Work instructions » Gather all lines with "ReactionType" from the records.
================================
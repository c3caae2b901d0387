use crate::domain::response::reaction::{ReactionToggleResult, ReactionType, ReviewReactionState};
use async_trait::async_trait;
use std::sync::Arc;

pub type DynReactionToggleService = Arc<dyn ReactionToggleServiceTrait + Send + Sync>;

#[async_trait]
pub trait ReactionToggleServiceTrait {
    /// Seeds the cached state for a review, usually from a list fetch.
    async fn prime(&self, review_id: i32, state: ReviewReactionState);

    async fn current(&self, review_id: i32) -> Option<ReviewReactionState>;

    async fn toggle(&self, review_id: i32, pressed: ReactionType) -> ReactionToggleResult;
}
mod state;

use crate::state::AppState;
use anyhow::{Context, Result};
use cart::abstract_trait::CartSyncServiceTrait;
use shared::{
    config::Config,
    utils::{Telemetry, init_logger},
};
use std::sync::Arc;
use tracing::{error, info, warn};

#[tokio::main]
async fn main() -> Result<()> {
    let (state, telemetry) = setup().context("Failed to setup application")?;

    let mut events = state.bus.subscribe();
    let listener = tokio::spawn(async move {
        while let Ok(event) = events.recv().await {
            info!(
                "📦 Event observed: type={}, aggregate_id={}",
                event.event_type, event.aggregate_id
            );
        }
    });

    let result = state.cart.cart_sync.fetch_cart().await;
    if result.success {
        info!("✅ Initial cart hydrated");
    } else {
        warn!("⚠️ Initial cart fetch failed: {}", result.message);
    }

    tokio::signal::ctrl_c()
        .await
        .context("Failed to listen for shutdown signal")?;
    info!("🛑 Shutdown signal received (Ctrl+C).");

    state.cart.cart_sync.close();
    listener.abort();

    if let Err(e) = telemetry.shutdown().await {
        error!("Failed to shutdown telemetry: {e}");
    }

    info!("✅ Storefront sync shutdown complete.");

    Ok(())
}

fn setup() -> Result<(Arc<AppState>, Telemetry)> {
    let config = Config::init().context("Failed to load configuration")?;

    let telemetry = Telemetry::new("storefront-sync", "http://otel-collector:4317".to_string());
    let logger_provider = telemetry.init_logger();
    let _tracer_provider = telemetry.init_tracer();
    let _meter_provider = telemetry.init_meter();

    init_logger(logger_provider, "storefront");

    let state = Arc::new(AppState::new(config).context("Failed to create AppState")?);

    info!("✅ Application setup completed successfully.");

    Ok((state, telemetry))
}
================================
Output for this task »
use crate::domain::response::reaction::{ReactionToggleResult, ReactionType, ReviewReactionState};
    async fn toggle(&self, review_id: i32, pressed: ReactionType) -> ReactionToggleResult;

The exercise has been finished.